In this story, Anansi engages in a whole series of triumphs, turning his one setback (being marooned on an island and falling into the water) into an occasion to get even more food to feed his insatiable hunger!

White-Belly is the white-bellied Jamaican dove.

The "rice-pop" referred to in the story is a Jamaican rice porridge, sometimes called rice-cog. Bob Marley made Jamaican porridge famous in the lyrics to "No Woman No Cry" of course!

[Notes by LKG]

This story is part of the Jamaican Stories unit. Story source: Jamaica Anansi Stories by Martha Warren Beckwith (1924).

Anansi, White-Belly and Fish

Anansi is accustomed to lie in the sun every morning watching the birds going to feed. One day he said to White-belly, "Brar White-belly, whe' you go to feed eb'ry day? Tek me wid you."

So White-belly promised on condition that he would behave himself. He fitted him out with a pair of wings to fly, and they went to the feeding-trees. These overhung a river.

Every tree White-belly went on, Anansi said, "A fe me tree dat!" and White-belly went away to another. Anansi eat so much that he fell fast asleep.

White-belly got annoyed. When Anansi was sleeping, he went and took off the false wings. Anansi turned in his sleep and fell into the river.

The Fish picked him up and took him to their home. He said, "Cousin Fish, no eat me!"

"If we are 'cousin' we wi' see!"

Fish boiled some hot rice-pop. Anansi said, "It no hot enough! Putee in the sun mekee hot more!" When he thought it was quite cooled off, put it to his head, never stopped drinking until it was finished.

Then Fish say, "Yes, me cousin fe trew!"

It was getting night and Fish told him to remain over until next day.
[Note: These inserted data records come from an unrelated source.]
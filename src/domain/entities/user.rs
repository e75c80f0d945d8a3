use serde::{Deserialize, Serialize};
use strum::{AsRefStr, EnumString};

/// Marketplace role carried in the session token.
#[derive(Debug, Clone, Copy, PartialEq, Eq, Serialize, Deserialize, AsRefStr, EnumString)]
#[serde(rename_all = "snake_case")]
#[strum(serialize_all = "snake_case")]
pub enum UserRole {
    Buyer,
    Seller,
    Admin,
    SuperAdmin,
}

impl UserRole {
    pub fn is_admin(&self) -> bool {
        matches!(self, UserRole::Admin | UserRole::SuperAdmin)
    }
}
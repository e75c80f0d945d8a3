use std::str::FromStr;

use async_trait::async_trait;
use sqlx::Row;
use uuid::Uuid;

use crate::{
    adapters::persistence::PostgresPersistence,
    app_error::{AppError, AppResult},
    domain::entities::payment::{Payment, PaymentStatus},
    use_cases::deal::{NewPaymentProof, PaymentRepo},
};

const PAYMENT_COLUMNS: &str = "id, deal_id, submitted_by, amount_cents, currency, proof_url, status, review_notes, reviewed_by, created_at, reviewed_at";

fn row_to_payment(row: sqlx::postgres::PgRow) -> Payment {
    Payment {
        id: row.get("id"),
        deal_id: row.get("deal_id"),
        submitted_by: row.get("submitted_by"),
        amount_cents: row.get("amount_cents"),
        currency: row.get("currency"),
        proof_url: row.get("proof_url"),
        status: PaymentStatus::from_str(row.get("status")).unwrap_or(PaymentStatus::Pending),
        review_notes: row.get("review_notes"),
        reviewed_by: row.get("reviewed_by"),
        created_at: row.get("created_at"),
        reviewed_at: row.get("reviewed_at"),
    }
}

#[async_trait]
impl PaymentRepo for PostgresPersistence {
    async fn create(
        &self,
        deal_id: Uuid,
        submitted_by: Uuid,
        input: &NewPaymentProof,
    ) -> AppResult<Payment> {
        let id = Uuid::new_v4();
        let row = sqlx::query(&format!(
            r#"
                INSERT INTO payments (id, deal_id, submitted_by, amount_cents, currency, proof_url, status)
                VALUES ($1, $2, $3, $4, $5, $6, 'pending')
                RETURNING {PAYMENT_COLUMNS}
            "#,
        ))
        .bind(id)
        .bind(deal_id)
        .bind(submitted_by)
        .bind(input.amount_cents)
        .bind(&input.currency)
        .bind(&input.proof_url)
        .fetch_one(&self.pool)
        .await
        .map_err(AppError::from)?;
        Ok(row_to_payment(row))
    }

    async fn get_by_id(&self, payment_id: Uuid) -> AppResult<Option<Payment>> {
        let row = sqlx::query(&format!(
            "SELECT {PAYMENT_COLUMNS} FROM payments WHERE id = $1"
        ))
        .bind(payment_id)
        .fetch_optional(&self.pool)
        .await
        .map_err(AppError::from)?;
        Ok(row.map(row_to_payment))
    }

    async fn get_pending_for_deal(&self, deal_id: Uuid) -> AppResult<Option<Payment>> {
        let row = sqlx::query(&format!(
            "SELECT {PAYMENT_COLUMNS} FROM payments WHERE deal_id = $1 AND status = 'pending'"
        ))
        .bind(deal_id)
        .fetch_optional(&self.pool)
        .await
        .map_err(AppError::from)?;
        Ok(row.map(row_to_payment))
    }

    async fn list_for_deal(&self, deal_id: Uuid) -> AppResult<Vec<Payment>> {
        let rows = sqlx::query(&format!(
            "SELECT {PAYMENT_COLUMNS} FROM payments WHERE deal_id = $1 ORDER BY created_at DESC"
        ))
        .bind(deal_id)
        .fetch_all(&self.pool)
        .await
        .map_err(AppError::from)?;
        Ok(rows.into_iter().map(row_to_payment).collect())
    }

    async fn list_pending(&self) -> AppResult<Vec<Payment>> {
        let rows = sqlx::query(&format!(
            "SELECT {PAYMENT_COLUMNS} FROM payments WHERE status = 'pending' ORDER BY created_at ASC"
        ))
        .fetch_all(&self.pool)
        .await
        .map_err(AppError::from)?;
        Ok(rows.into_iter().map(row_to_payment).collect())
    }

    async fn resolve(
        &self,
        payment_id: Uuid,
        status: PaymentStatus,
        notes: Option<&str>,
        reviewed_by: Uuid,
    ) -> AppResult<Payment> {
        let row = sqlx::query(&format!(
            r#"
                UPDATE payments
                SET status = $2, review_notes = $3, reviewed_by = $4, reviewed_at = CURRENT_TIMESTAMP
                WHERE id = $1
                RETURNING {PAYMENT_COLUMNS}
            "#,
        ))
        .bind(payment_id)
        .bind(status.as_ref())
        .bind(notes)
        .bind(reviewed_by)
        .fetch_one(&self.pool)
        .await
        .map_err(AppError::from)?;
        Ok(row_to_payment(row))
    }
}
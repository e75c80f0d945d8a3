use async_trait::async_trait;
use sqlx::Row;
use uuid::Uuid;

use crate::{
    adapters::persistence::PostgresPersistence,
    app_error::{AppError, AppResult},
    domain::entities::message::{Message, MessageStatus},
    use_cases::message::MessageRepo,
};

const MESSAGE_COLUMNS: &str = "id, inquiry_id, sender_id, content, status, original_content, moderated_by, created_at, moderated_at";

fn row_to_message(row: sqlx::postgres::PgRow) -> Message {
    Message {
        id: row.get("id"),
        inquiry_id: row.get("inquiry_id"),
        sender_id: row.get("sender_id"),
        content: row.get("content"),
        status: MessageStatus::from_str(row.get("status")),
        original_content: row.get("original_content"),
        moderated_by: row.get("moderated_by"),
        created_at: row.get("created_at"),
        moderated_at: row.get("moderated_at"),
    }
}

#[async_trait]
impl MessageRepo for PostgresPersistence {
    async fn create(
        &self,
        inquiry_id: Uuid,
        sender_id: Uuid,
        content: &str,
    ) -> AppResult<Message> {
        let id = Uuid::new_v4();
        let row = sqlx::query(&format!(
            r#"
                INSERT INTO messages (id, inquiry_id, sender_id, content, status)
                VALUES ($1, $2, $3, $4, 'pending')
                RETURNING {MESSAGE_COLUMNS}
            "#,
        ))
        .bind(id)
        .bind(inquiry_id)
        .bind(sender_id)
        .bind(content)
        .fetch_one(&self.pool)
        .await
        .map_err(AppError::from)?;
        Ok(row_to_message(row))
    }

    async fn get_by_id(&self, message_id: Uuid) -> AppResult<Option<Message>> {
        let row = sqlx::query(&format!(
            "SELECT {MESSAGE_COLUMNS} FROM messages WHERE id = $1"
        ))
        .bind(message_id)
        .fetch_optional(&self.pool)
        .await
        .map_err(AppError::from)?;
        Ok(row.map(row_to_message))
    }

    async fn list_for_inquiry(&self, inquiry_id: Uuid) -> AppResult<Vec<Message>> {
        let rows = sqlx::query(&format!(
            "SELECT {MESSAGE_COLUMNS} FROM messages WHERE inquiry_id = $1 ORDER BY created_at ASC"
        ))
        .bind(inquiry_id)
        .fetch_all(&self.pool)
        .await
        .map_err(AppError::from)?;
        Ok(rows.into_iter().map(row_to_message).collect())
    }

    async fn list_pending(&self) -> AppResult<Vec<Message>> {
        let rows = sqlx::query(&format!(
            "SELECT {MESSAGE_COLUMNS} FROM messages WHERE status = 'pending' ORDER BY created_at ASC"
        ))
        .fetch_all(&self.pool)
        .await
        .map_err(AppError::from)?;
        Ok(rows.into_iter().map(row_to_message).collect())
    }

    async fn moderate(
        &self,
        message_id: Uuid,
        status: MessageStatus,
        content: Option<&str>,
        original_content: Option<&str>,
        moderated_by: Uuid,
    ) -> AppResult<Message> {
        let row = sqlx::query(&format!(
            r#"
                UPDATE messages
                SET status = $2,
                    content = COALESCE($3, content),
                    original_content = COALESCE($4, original_content),
                    moderated_by = $5,
                    moderated_at = CURRENT_TIMESTAMP
                WHERE id = $1
                RETURNING {MESSAGE_COLUMNS}
            "#,
        ))
        .bind(message_id)
        .bind(status.as_str())
        .bind(content)
        .bind(original_content)
        .bind(moderated_by)
        .fetch_one(&self.pool)
        .await
        .map_err(AppError::from)?;
        Ok(row_to_message(row))
    }
}
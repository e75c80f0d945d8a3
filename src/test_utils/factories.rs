//! Test data factories for creating valid test fixtures.
//!
//! Each factory function creates a complete, valid object with sensible
//! defaults. Use the closure parameter to override specific fields as needed.

use chrono::NaiveDateTime;
use uuid::Uuid;

use crate::domain::entities::{
    deal::{Deal, DealStatus, PaymentMethod},
    inquiry::{Inquiry, InquiryStatus},
    listing::{GeographicScope, Listing, ListingStatus, PriceType},
    message::{Message, MessageStatus},
    payment::{Payment, PaymentStatus},
    verification::{AttemptStatus, VerificationAttempt, VerificationMethod},
    wholesale::{WholesaleDomain, WholesaleStatus},
};

/// Create a test listing with sensible defaults.
pub fn create_test_listing(overrides: impl FnOnce(&mut Listing)) -> Listing {
    let mut listing = Listing {
        id: Uuid::new_v4(),
        owner_id: Uuid::new_v4(),
        name: "miami-condos.com".to_string(),
        price_cents: 250_000,
        price_type: PriceType::Fixed,
        status: ListingStatus::Draft,
        geographic_scope: GeographicScope::City,
        category: Some("real-estate".to_string()),
        state_code: Some("FL".to_string()),
        city: Some("Miami".to_string()),
        verification_token: None,
        rejection_reason: None,
        created_at: Some(test_datetime()),
        updated_at: Some(test_datetime()),
    };
    overrides(&mut listing);
    listing
}

/// Create a test inquiry against the given listing.
pub fn create_test_inquiry(
    listing_id: Uuid,
    overrides: impl FnOnce(&mut Inquiry),
) -> Inquiry {
    let mut inquiry = Inquiry {
        id: Uuid::new_v4(),
        listing_id,
        buyer_id: Uuid::new_v4(),
        buyer_name: "Pat Buyer".to_string(),
        buyer_email: "pat@example.com".to_string(),
        buyer_phone: None,
        budget_range: Some("$1k-$5k".to_string()),
        timeline: Some("30 days".to_string()),
        message: "Interested in this domain".to_string(),
        status: InquiryStatus::PendingReview,
        moderation_notes: None,
        created_at: Some(test_datetime()),
        updated_at: Some(test_datetime()),
    };
    overrides(&mut inquiry);
    inquiry
}

/// Create a test message in the given inquiry thread.
pub fn create_test_message(
    inquiry_id: Uuid,
    overrides: impl FnOnce(&mut Message),
) -> Message {
    let mut message = Message {
        id: Uuid::new_v4(),
        inquiry_id,
        sender_id: Uuid::new_v4(),
        content: "Can you share traffic figures?".to_string(),
        status: MessageStatus::Pending,
        original_content: None,
        moderated_by: None,
        created_at: Some(test_datetime()),
        moderated_at: None,
    };
    overrides(&mut message);
    message
}

/// Create a test verification attempt for the given listing.
pub fn create_test_attempt(
    listing_id: Uuid,
    overrides: impl FnOnce(&mut VerificationAttempt),
) -> VerificationAttempt {
    let mut attempt = VerificationAttempt {
        id: Uuid::new_v4(),
        listing_id,
        method: VerificationMethod::DnsTxt,
        token: "geodomain-verify-00112233445566778899aabbccddeeff".to_string(),
        file_url: None,
        status: AttemptStatus::Pending,
        moderation_notes: None,
        resolved_by: None,
        created_at: Some(test_datetime()),
        resolved_at: None,
    };
    overrides(&mut attempt);
    attempt
}

/// Create a test deal with sensible defaults.
pub fn create_test_deal(overrides: impl FnOnce(&mut Deal)) -> Deal {
    let mut deal = Deal {
        id: Uuid::new_v4(),
        inquiry_id: Uuid::new_v4(),
        listing_id: Uuid::new_v4(),
        buyer_id: Uuid::new_v4(),
        seller_id: Uuid::new_v4(),
        agreed_price_cents: 750_000,
        currency: "USD".to_string(),
        payment_method: PaymentMethod::Escrow,
        status: DealStatus::Negotiating,
        agreed_at: None,
        payment_pending_at: None,
        payment_confirmed_at: None,
        transfer_initiated_at: None,
        completed_at: None,
        disputed_at: None,
        created_at: Some(test_datetime()),
        updated_at: Some(test_datetime()),
    };
    overrides(&mut deal);
    deal
}

/// Create a test payment proof for the given deal.
pub fn create_test_payment(deal_id: Uuid, overrides: impl FnOnce(&mut Payment)) -> Payment {
    let mut payment = Payment {
        id: Uuid::new_v4(),
        deal_id,
        submitted_by: Uuid::new_v4(),
        amount_cents: 750_000,
        currency: "USD".to_string(),
        proof_url: "https://files.example.com/wire-receipt.pdf".to_string(),
        status: PaymentStatus::Pending,
        review_notes: None,
        reviewed_by: None,
        created_at: Some(test_datetime()),
        reviewed_at: None,
    };
    overrides(&mut payment);
    payment
}

/// Create a test wholesale pool entry with sensible defaults.
pub fn create_test_wholesale_domain(
    overrides: impl FnOnce(&mut WholesaleDomain),
) -> WholesaleDomain {
    let mut domain = WholesaleDomain {
        id: Uuid::new_v4(),
        owner_id: Uuid::new_v4(),
        name: "bulk-deals.com".to_string(),
        price_cents: 9_900,
        status: WholesaleStatus::PendingApproval,
        created_at: Some(test_datetime()),
        updated_at: Some(test_datetime()),
    };
    overrides(&mut domain);
    domain
}

/// Returns a fixed test datetime for consistent test data.
pub fn test_datetime() -> NaiveDateTime {
    NaiveDateTime::parse_from_str("2026-01-15 12:00:00", "%Y-%m-%d %H:%M:%S").unwrap()
}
Fish had a barrel of eggs in the kitchen. Anansi wanted to eat them off, asked Fish to make his bed in the kitchen for the night. He poached all the eggs in the ashes, left one, and they went 'pop!'

The pickney say, "A wha' stranger man a do deh?"

The Fish mother said, "Have manners, pickney! Let you cousin prosper."

Morning dawn, the mother sent the children to bring the eggs to her to count them.

Anansi said, "Mek the child'ren keep quiet; me wi' work!" and he took the one egg, took it to the mother Fish. Each time she marked it he would wipe it off, take back the same egg, until he had taken the whole barrel full.

After that, he said he wanted to go.

Fish said to two of the children, "Me son, get the canoe an' tek you cousin over the river." It was looking very breezy and rainy.

When they got half way across, Fish bawled out at the top of her voice, "Bring stranger man back he-e-ah! Fe he eat off all me eggs; only one is heah!"

The children say, "Wha' ma say?"

Anansi said, "You ma say you mus' row quickly, squall ahead!"

The children rowed across. Anansi took them up, put them in his bag and took them home, eat them. And from that day, fishes are eaten!